### Task prompt
Once the line containing "pub trait FastCache: Send" is found in the records below, return it and each following line exactly, up to and including the line containing "async fn get_many(&self, keys: &[String])", and nothing else.

::: Dataset excerpts :::

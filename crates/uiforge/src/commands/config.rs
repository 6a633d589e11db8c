//! Config command - configuration management.

use std::path::PathBuf;

use anyhow::Result;
use clap::{Args, Subcommand};

use uiforge_config::{CacheBackend, StoreBackend};

use super::Context;

/// Arguments for the config command.
#[derive(Args, Debug)]
pub struct ConfigArgs {
    #[command(subcommand)]
    pub command: ConfigCommand,
}

#[derive(Subcommand, Debug)]
pub enum ConfigCommand {
    /// Show the effective configuration
    Show,

    /// Show which config files are loaded and their precedence
    Which,

    /// Initialize a config file with defaults
    Init {
        /// Create project-local config (./uiforge.toml) instead of user config
        #[arg(long)]
        local: bool,
    },

    /// Show configuration file path
    Path,
}

/// Run the config command.
pub async fn run(args: ConfigArgs, ctx: &Context) -> Result<()> {
    match args.command {
        ConfigCommand::Show => cmd_show(ctx),
        ConfigCommand::Which => cmd_which(ctx),
        ConfigCommand::Init { local } => cmd_init(local),
        ConfigCommand::Path => cmd_path(),
    }
}

fn cmd_show(ctx: &Context) -> Result<()> {
    let loaded = &ctx.loaded;
    let config = &loaded.config;

    println!("# uiforge Configuration\n");

    let sources = loaded.loaded_from();
    if sources.is_empty() {
        println!("No config files loaded (using defaults)\n");
    } else {
        println!("Config files:");
        for source in &sources {
            println!("  {}", source.display());
        }
        println!();
    }

    let server = config.server();
    println!("Server:");
    println!("  bind: {}:{}", server.bind, server.port);
    println!("  request logging: {}", server.request_logging);
    if !server.cors_origins.is_empty() {
        println!("  cors: {}", server.cors_origins.join(", "));
    }
    println!();

    let auth = config.auth();
    println!("Auth:");
    if auth.is_local() {
        println!("  local mode as '{}'", auth.local_user);
    } else {
        let mut users: Vec<&str> = auth.tokens.keys().map(String::as_str).collect();
        users.sort_unstable();
        if !users.is_empty() {
            println!("  token users: {}", users.join(", "));
        }
        if let Some(ref header) = auth.proxy_header {
            println!("  proxy header: {}", header);
        }
    }
    println!();

    let cache = config.cache();
    let store = config.store();
    let session = config.session();
    println!("Sessions:");
    match cache.backend {
        CacheBackend::Memory => println!("  cache: memory ({} entries)", cache.max_entries),
        CacheBackend::Redis => println!(
            "  cache: redis {}",
            cache.redis_url.as_deref().unwrap_or("(no url)")
        ),
    }
    match store.backend {
        StoreBackend::Sqlite => {
            let path = store
                .path
                .or_else(uiforge_config::default_db_path)
                .unwrap_or_else(|| PathBuf::from("sessions.db"));
            println!("  store: sqlite {}", path.display());
        }
        StoreBackend::Memory => println!("  store: memory"),
    }
    println!(
        "  ttl: drafts {}s, saved {}s, prefix '{}'",
        session.draft_ttl_secs, session.persisted_ttl_secs, session.key_prefix
    );
    println!();

    let generation = config.generation();
    println!("Generation:");
    if generation.enabled {
        let key_status = match uiforge_config::resolve_api_key(generation.api_key.as_deref()) {
            Some(secret) => format!("key from {}", secret.source),
            None => "no key".to_string(),
        };
        println!(
            "  model: {}  ({})",
            generation
                .model
                .as_deref()
                .unwrap_or(uiforge_llm::DEFAULT_GEMINI_MODEL),
            key_status
        );
    } else {
        println!("  disabled");
    }
    println!();

    if !loaded.warnings.is_empty() {
        println!("Warnings:");
        for w in &loaded.warnings {
            println!("  ⚠ {}", w);
        }
        println!();
    }

    if ctx.verbose {
        println!("---\nRaw config:\n");
        println!("{}", config.to_toml()?);
    }

    Ok(())
}

fn cmd_which(ctx: &Context) -> Result<()> {
    println!("Config file search order (later overrides earlier):\n");

    for source in &ctx.loaded.sources {
        let status = if source.loaded {
            "✓ loaded"
        } else {
            "· not found"
        };
        println!("  {} {}", status, source.path.display());
    }

    println!();
    let loaded_count = ctx.loaded.loaded_from().len();
    if loaded_count == 0 {
        println!("No config files found. Run 'uiforge config init' to create one.");
    } else {
        println!("{} config file(s) loaded.", loaded_count);
    }

    Ok(())
}

const CONFIG_TEMPLATE: &str = r#"# uiforge configuration

[server]
port = 8080
bind = "127.0.0.1"
# cors_origins = ["http://localhost:5173"]

# Without tokens or a proxy header every request acts as local_user.
[auth]
local_user = "local"
# proxy_header = "X-Forwarded-User"

# [auth.tokens]
# alice = "change-me"

[cache]
backend = "memory"
# backend = "redis"
# redis_url = "redis://127.0.0.1:6379"

[store]
backend = "sqlite"

[session]
draft_ttl_secs = 3600
persisted_ttl_secs = 86400

# The API key is read from GEMINI_API_KEY.
[generation]
enabled = true
"#;

fn cmd_init(local: bool) -> Result<()> {
    let path = if local {
        PathBuf::from("uiforge.toml")
    } else {
        let dir = uiforge_config::config_dir()
            .ok_or_else(|| anyhow::anyhow!("Could not determine config directory"))?;
        std::fs::create_dir_all(&dir)?;
        dir.join("config.toml")
    };

    if path.exists() {
        println!("Config file already exists: {}", path.display());
        return Ok(());
    }

    std::fs::write(&path, CONFIG_TEMPLATE)?;
    println!("Created {}", path.display());
    Ok(())
}

fn cmd_path() -> Result<()> {
    match uiforge_config::user_config_path() {
        Some(path) => println!("{}", path.display()),
        None => eprintln!("Could not determine config directory"),
    }
    Ok(())
}
//! uiforge - session persistence and generation service for a UI component builder.
//!
//! Main entry point for the uiforge CLI.

use std::path::PathBuf;

use anyhow::Result;
use clap::{Parser, Subcommand};

mod commands;

use commands::{config, start};

// ─────────────────────────────────────────────────────────────────────────────
// CLI Structure
// ─────────────────────────────────────────────────────────────────────────────

/// uiforge - session persistence and generation service
#[derive(Parser)]
#[command(name = "uiforge")]
#[command(author, version, about, long_about = None)]
#[command(propagate_version = true)]
pub struct Cli {
    /// Enable verbose output
    #[arg(short, long, global = true)]
    pub verbose: bool,

    /// Path to config file (overrides default discovery)
    #[arg(long, global = true, env = "UIFORGE_CONFIG")]
    pub config: Option<PathBuf>,

    #[command(subcommand)]
    pub command: Commands,
}

#[derive(Subcommand)]
pub enum Commands {
    /// Start the uiforge server
    Start(start::StartArgs),

    /// Configuration management
    Config(config::ConfigArgs),
}

// ─────────────────────────────────────────────────────────────────────────────
// Main
// ─────────────────────────────────────────────────────────────────────────────

#[tokio::main]
async fn main() -> Result<()> {
    let cli = Cli::parse();

    let loaded = commands::load(cli.config.as_deref())?;
    let logging = loaded.config.logging();

    // Console (human-readable) + rolling JSON file
    let console_filter = if cli.verbose {
        "uiforge=debug,uiforge_session=debug,uiforge_store=debug,uiforge_llm=debug,uiforge_server=debug,tower_http=debug,info".to_string()
    } else {
        logging.level.clone()
    };

    use tracing_subscriber::prelude::*;
    let console = tracing_subscriber::fmt::layer().with_target(true).with_filter(
        tracing_subscriber::EnvFilter::try_from_default_env()
            .unwrap_or_else(|_| tracing_subscriber::EnvFilter::new(&console_filter)),
    );

    // The guard must live until exit so buffered lines are flushed.
    let _guard = match logging.file.then(|| log_dir(&logging)) {
        Some(dir) => {
            let file_appender = tracing_appender::rolling::daily(&dir, "uiforge.log");
            let (non_blocking, guard) = tracing_appender::non_blocking(file_appender);
            tracing_subscriber::registry()
                .with(console)
                .with(
                    tracing_subscriber::fmt::layer()
                        .json()
                        .with_writer(non_blocking)
                        .with_filter(tracing_subscriber::EnvFilter::new(
                            "uiforge=trace,uiforge_session=trace,uiforge_store=trace,uiforge_llm=trace,uiforge_server=trace,info",
                        )),
                )
                .init();
            Some(guard)
        }
        None => {
            tracing_subscriber::registry().with(console).init();
            None
        }
    };

    for warning in &loaded.warnings {
        tracing::warn!("{}", warning);
    }

    let ctx = commands::Context {
        verbose: cli.verbose,
        loaded,
    };

    match cli.command {
        Commands::Start(args) => start::run(args, &ctx).await,
        Commands::Config(args) => config::run(args, &ctx).await,
    }
}

fn log_dir(logging: &uiforge_config::LoggingConfig) -> PathBuf {
    logging
        .dir
        .clone()
        .or_else(uiforge_config::default_log_dir)
        .unwrap_or_else(|| PathBuf::from("logs"))
}
//! Fast cache abstraction and the in-process LRU implementation.

use std::num::NonZeroUsize;
use std::sync::Arc;
use std::time::Duration;

use async_trait::async_trait;
use lru::LruCache;
use tokio::sync::RwLock;
use tokio::task::JoinHandle;
use tracing::{debug, trace};

use crate::config::CacheConfig;
use crate::error::Result;
use crate::ttl::TtlTracker;

/// Key-value store with per-key expiration, used in front of the durable store.
///
/// Values are opaque strings (the session manager stores JSON). Every method
/// may fail with [`Error::Cache`](crate::Error::Cache); implementations do not
/// retry.
#[async_trait]
pub trait FastCache: Send + Sync {
    /// Read one key.
    async fn get(&self, key: &str) -> Result<Option<String>>;

    /// Read several keys; the result is positionally aligned with `keys`.
    async fn get_many(&self, keys: &[String]) -> Result<Vec<Option<String>>> {
        let mut values = Vec::with_capacity(keys.len());
        for key in keys {
            values.push(self.get(key).await?);
        }
        Ok(values)
    }

    /// Write one key with an expiration.
    async fn set(&self, key: &str, value: String, ttl: Duration) -> Result<()>;

    /// Delete one key. Deleting a missing key is not an error.
    async fn delete(&self, key: &str) -> Result<()>;

    /// All live keys starting with the literal `prefix`.
    async fn keys_with_prefix(&self, prefix: &str) -> Result<Vec<String>>;

    /// Backend name, for logs.
    fn name(&self) -> &str;
}

/// Inner state protected by RwLock.
struct CacheInner {
    /// LRU of serialized values.
    lru: LruCache<String, String>,

    /// Expiry deadlines.
    ttl: TtlTracker,
}

/// In-process cache with LRU eviction and per-key TTL.
///
/// Expired entries are invisible to reads and scans. They are dropped when
/// touched, by [`cleanup_expired`](Self::cleanup_expired), or by the
/// background task started with [`start_cleanup_task`](Self::start_cleanup_task).
#[derive(Clone)]
pub struct MemoryCache {
    inner: Arc<RwLock<CacheInner>>,
    config: CacheConfig,
}

impl MemoryCache {
    /// Create a new cache.
    pub fn new(config: CacheConfig) -> Self {
        let cap = NonZeroUsize::new(config.max_entries).unwrap_or(NonZeroUsize::MIN);

        let inner = CacheInner {
            lru: LruCache::new(cap),
            ttl: TtlTracker::new(),
        };

        Self {
            inner: Arc::new(RwLock::new(inner)),
            config,
        }
    }

    /// Get the cache configuration.
    pub fn config(&self) -> &CacheConfig {
        &self.config
    }

    /// Get the current number of entries, including expired ones not yet swept.
    pub async fn len(&self) -> usize {
        self.inner.read().await.lru.len()
    }

    /// Check if the cache is empty.
    pub async fn is_empty(&self) -> bool {
        self.inner.read().await.lru.is_empty()
    }

    /// Time left before `key` expires, if it is cached.
    pub async fn remaining_ttl(&self, key: &str) -> Option<Duration> {
        let inner = self.inner.read().await;
        if inner.ttl.is_expired(key) {
            None
        } else {
            inner.ttl.remaining(key)
        }
    }

    /// Drop expired entries and return how many were removed.
    pub async fn cleanup_expired(&self) -> usize {
        let mut inner = self.inner.write().await;
        let expired = inner.ttl.drain_expired();
        let count = expired.len();

        for key in expired {
            inner.lru.pop(&key);
        }

        if count > 0 {
            debug!(count = count, "Cleaned up expired cache entries");
        }

        count
    }

    /// Spawn the periodic sweep if enabled in the configuration.
    ///
    /// Must be called from within a tokio runtime.
    pub fn start_cleanup_task(&self) -> Option<JoinHandle<()>> {
        if !self.config.enable_cleanup_task {
            return None;
        }

        let cache = self.clone();
        let interval = self.config.cleanup_interval;
        Some(tokio::spawn(async move {
            let mut ticker = tokio::time::interval(interval);
            loop {
                ticker.tick().await;
                cache.cleanup_expired().await;
            }
        }))
    }

    /// Get cache statistics.
    pub async fn stats(&self) -> CacheStats {
        let inner = self.inner.read().await;
        CacheStats {
            size: inner.lru.len(),
            capacity: self.config.max_entries,
            ttl_tracked: inner.ttl.len(),
        }
    }
}

#[async_trait]
impl FastCache for MemoryCache {
    async fn get(&self, key: &str) -> Result<Option<String>> {
        let mut inner = self.inner.write().await;

        if inner.ttl.is_expired(key) {
            if inner.lru.pop(key).is_some() {
                debug!(key = %key, "Cache entry expired, removing");
            }
            inner.ttl.remove(key);
            return Ok(None);
        }

        let value = inner.lru.get(key).cloned();
        trace!(key = %key, hit = value.is_some(), "Cache lookup");
        Ok(value)
    }

    async fn set(&self, key: &str, value: String, ttl: Duration) -> Result<()> {
        let mut inner = self.inner.write().await;

        if let Some((evicted, _)) = inner.lru.push(key.to_string(), value)
            && evicted != key
        {
            debug!(key = %evicted, "Evicting LRU cache entry to make room");
            inner.ttl.remove(&evicted);
        }
        inner.ttl.set(key, ttl);

        trace!(
            key = %key,
            ttl_secs = ttl.as_secs(),
            cache_size = inner.lru.len(),
            "Cache entry written"
        );

        Ok(())
    }

    async fn delete(&self, key: &str) -> Result<()> {
        let mut inner = self.inner.write().await;
        inner.ttl.remove(key);
        inner.lru.pop(key);
        Ok(())
    }

    async fn keys_with_prefix(&self, prefix: &str) -> Result<Vec<String>> {
        let inner = self.inner.read().await;
        Ok(inner
            .lru
            .iter()
            .filter(|(key, _)| key.starts_with(prefix) && !inner.ttl.is_expired(key))
            .map(|(key, _)| key.clone())
            .collect())
    }

    fn name(&self) -> &str {
        "memory"
    }
}

/// Cache statistics.
#[derive(Debug, Clone)]
pub struct CacheStats {
    /// Current number of entries.
    pub size: usize,

    /// Maximum capacity.
    pub capacity: usize,

    /// Number of keys with a tracked deadline.
    pub ttl_tracked: usize,
}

:::

### Exercise result
pub trait FastCache: Send + Sync {
    /// Read one key.
    async fn get(&self, key: &str) -> Result<Option<String>>;

    /// Read several keys; the result is positionally aligned with `keys`.
    async fn get_many(&self, keys: &[String]) -> Result<Vec<Option<String>>> {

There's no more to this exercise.